**Directions for this task:** Search the data below for the word "matching" and copy each line that holds it.

**The records:**
+ + + + + + +
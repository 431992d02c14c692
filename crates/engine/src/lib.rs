//! Offer filtering, classification, ranking, and pagination for Pracehub.
//!
//! This crate is the orchestration layer over the Pracehub matching core:
//!
//! - **Classifier**: program name → occupation category, focus keyword sets,
//!   role recommendations
//! - **Catalog**: per-category offer shards aggregated with per-shard
//!   failure isolation
//! - **Distance cache**: per-run memoization of offer → origin distances
//! - **Search engine**: the region → focus → wage → text → distance filter
//!   pipeline with sequence-numbered, cooperatively cancelled runs
//! - **Result pager**: stable paging over the last published run
//!
//! The engine performs no I/O of its own; offer shards and the geo index
//! arrive through the [`ShardSource`] and
//! [`CentroidSource`](pracehub_geo::CentroidSource) traits.

#![warn(missing_docs)]
#![warn(clippy::all)]

mod catalog;
mod classify;
mod distance;
mod error;
mod pager;
mod search;

pub use catalog::{
    CategoryTag, IndexedOffer, OfferCatalog, OfferShard, ShardFuture, ShardSource,
};
pub use classify::{
    category_for_program, classify, focus_matches, focuses_for, recommended_roles,
    Category, Classification, Focus, Program, Role, School, SchoolIndex,
};
pub use distance::DistanceCache;
pub use error::{EngineError, Result};
pub use pager::{paginate, Page, ResultPager};
pub use search::{
    EngineConfig, RejectReason, SearchEngine, SearchHit, SearchOutcome, SearchStatus,
};
//! Text normalization and token matching for Pracehub.
//!
//! This crate provides:
//! - Canonical key normalization (case folding, diacritic stripping)
//! - Length-tiered token matching tolerant of Czech inflection
//! - Whitespace tokenization
//!
//! # Example
//!
//! ```
//! use pracehub_text::{normalize, matches_all_tokens};
//!
//! let haystack = normalize("Servisní technik – Plzeň");
//! assert!(matches_all_tokens(&haystack, "technik plzen"));
//! ```

mod matcher;
mod normalize;

pub use matcher::{matches_all_tokens, prefix_len_for_token, token_in_text, whole_word_in_text};
pub use normalize::{normalize, tokenize};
+ + + + + + +
**Exercise output:**
//! This crate is the orchestration layer over the Pracehub matching core:
//! Text normalization and token matching for Pracehub.
//! - Length-tiered token matching tolerant of Czech inflection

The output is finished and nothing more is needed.